**Requirement**
Only the lines containing the string "down" are needed; copy all of them from the listing.
BEGIN
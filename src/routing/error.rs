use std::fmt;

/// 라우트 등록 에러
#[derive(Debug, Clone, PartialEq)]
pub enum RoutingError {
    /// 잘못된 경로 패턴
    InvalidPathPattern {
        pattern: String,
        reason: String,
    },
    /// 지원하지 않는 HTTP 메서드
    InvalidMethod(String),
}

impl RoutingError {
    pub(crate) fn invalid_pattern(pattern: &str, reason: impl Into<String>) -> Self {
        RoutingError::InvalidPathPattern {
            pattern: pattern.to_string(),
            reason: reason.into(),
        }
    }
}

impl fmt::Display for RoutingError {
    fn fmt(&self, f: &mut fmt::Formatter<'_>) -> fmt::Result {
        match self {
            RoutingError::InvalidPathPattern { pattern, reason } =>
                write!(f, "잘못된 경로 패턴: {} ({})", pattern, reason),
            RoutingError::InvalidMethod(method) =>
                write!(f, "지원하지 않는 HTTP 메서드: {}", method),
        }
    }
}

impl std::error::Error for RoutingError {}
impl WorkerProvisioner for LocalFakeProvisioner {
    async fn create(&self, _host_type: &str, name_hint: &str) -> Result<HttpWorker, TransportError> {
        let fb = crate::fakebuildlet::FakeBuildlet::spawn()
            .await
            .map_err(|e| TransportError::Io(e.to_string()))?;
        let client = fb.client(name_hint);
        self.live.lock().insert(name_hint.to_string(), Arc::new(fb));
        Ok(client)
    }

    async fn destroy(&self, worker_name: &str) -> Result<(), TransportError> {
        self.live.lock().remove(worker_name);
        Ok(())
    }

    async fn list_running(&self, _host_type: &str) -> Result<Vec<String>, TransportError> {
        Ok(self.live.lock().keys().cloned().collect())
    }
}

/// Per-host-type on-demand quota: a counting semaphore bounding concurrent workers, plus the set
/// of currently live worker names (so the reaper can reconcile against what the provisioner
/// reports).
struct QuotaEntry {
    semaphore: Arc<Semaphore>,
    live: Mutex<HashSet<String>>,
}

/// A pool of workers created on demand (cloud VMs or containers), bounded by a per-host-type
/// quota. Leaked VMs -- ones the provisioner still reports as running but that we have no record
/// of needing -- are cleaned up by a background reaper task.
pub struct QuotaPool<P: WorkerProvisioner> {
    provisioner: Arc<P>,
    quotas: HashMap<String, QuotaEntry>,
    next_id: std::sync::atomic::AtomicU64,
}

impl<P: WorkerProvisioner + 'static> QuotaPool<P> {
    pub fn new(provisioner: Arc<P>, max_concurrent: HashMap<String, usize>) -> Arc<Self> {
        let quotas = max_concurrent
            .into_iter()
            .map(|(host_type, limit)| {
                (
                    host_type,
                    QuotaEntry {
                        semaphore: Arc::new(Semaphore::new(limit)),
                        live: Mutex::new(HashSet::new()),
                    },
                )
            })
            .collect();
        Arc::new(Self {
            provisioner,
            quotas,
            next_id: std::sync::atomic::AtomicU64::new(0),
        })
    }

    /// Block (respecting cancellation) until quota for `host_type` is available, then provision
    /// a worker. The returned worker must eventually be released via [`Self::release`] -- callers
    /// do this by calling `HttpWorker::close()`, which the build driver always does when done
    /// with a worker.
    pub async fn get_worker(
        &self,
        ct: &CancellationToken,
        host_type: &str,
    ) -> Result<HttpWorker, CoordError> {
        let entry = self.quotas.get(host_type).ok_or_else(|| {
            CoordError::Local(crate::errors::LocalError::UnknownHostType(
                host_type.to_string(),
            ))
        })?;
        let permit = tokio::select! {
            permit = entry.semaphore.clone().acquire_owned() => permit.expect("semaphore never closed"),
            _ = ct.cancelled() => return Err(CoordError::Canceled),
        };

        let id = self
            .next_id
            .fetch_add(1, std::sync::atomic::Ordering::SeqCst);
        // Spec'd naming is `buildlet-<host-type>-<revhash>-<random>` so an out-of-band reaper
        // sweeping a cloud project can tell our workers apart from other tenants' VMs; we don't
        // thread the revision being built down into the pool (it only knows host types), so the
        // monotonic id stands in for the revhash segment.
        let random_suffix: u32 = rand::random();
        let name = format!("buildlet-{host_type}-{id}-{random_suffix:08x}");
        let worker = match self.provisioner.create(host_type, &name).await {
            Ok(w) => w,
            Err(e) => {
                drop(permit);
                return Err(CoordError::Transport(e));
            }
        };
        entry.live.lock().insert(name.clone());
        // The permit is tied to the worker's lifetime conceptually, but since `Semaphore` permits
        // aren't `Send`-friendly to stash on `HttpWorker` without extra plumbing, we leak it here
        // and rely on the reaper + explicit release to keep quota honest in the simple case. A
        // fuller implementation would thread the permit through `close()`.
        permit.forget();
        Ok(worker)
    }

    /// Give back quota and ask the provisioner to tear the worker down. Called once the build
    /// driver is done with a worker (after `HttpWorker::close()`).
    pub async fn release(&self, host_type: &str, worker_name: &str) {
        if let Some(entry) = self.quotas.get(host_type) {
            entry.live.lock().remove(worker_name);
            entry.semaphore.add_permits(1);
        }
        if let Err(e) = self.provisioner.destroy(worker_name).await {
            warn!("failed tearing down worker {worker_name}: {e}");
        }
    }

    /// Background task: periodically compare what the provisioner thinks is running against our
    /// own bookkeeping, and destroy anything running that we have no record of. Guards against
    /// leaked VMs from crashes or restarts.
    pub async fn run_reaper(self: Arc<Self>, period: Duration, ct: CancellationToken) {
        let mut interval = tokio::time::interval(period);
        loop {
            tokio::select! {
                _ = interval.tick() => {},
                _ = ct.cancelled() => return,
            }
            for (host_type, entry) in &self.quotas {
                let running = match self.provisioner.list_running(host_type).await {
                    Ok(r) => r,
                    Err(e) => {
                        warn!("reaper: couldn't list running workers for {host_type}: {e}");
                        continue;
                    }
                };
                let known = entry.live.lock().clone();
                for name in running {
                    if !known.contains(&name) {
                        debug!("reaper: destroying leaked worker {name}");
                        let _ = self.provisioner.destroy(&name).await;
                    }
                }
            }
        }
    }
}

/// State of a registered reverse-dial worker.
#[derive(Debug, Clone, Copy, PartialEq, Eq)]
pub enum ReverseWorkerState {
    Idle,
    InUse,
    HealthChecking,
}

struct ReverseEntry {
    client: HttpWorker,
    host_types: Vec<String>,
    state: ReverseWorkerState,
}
END
**Written solution**
        // thread the revision being built down into the pool (it only knows host types), so the
    /// Give back quota and ask the provisioner to tear the worker down. Called once the build
            warn!("failed tearing down worker {worker_name}: {e}");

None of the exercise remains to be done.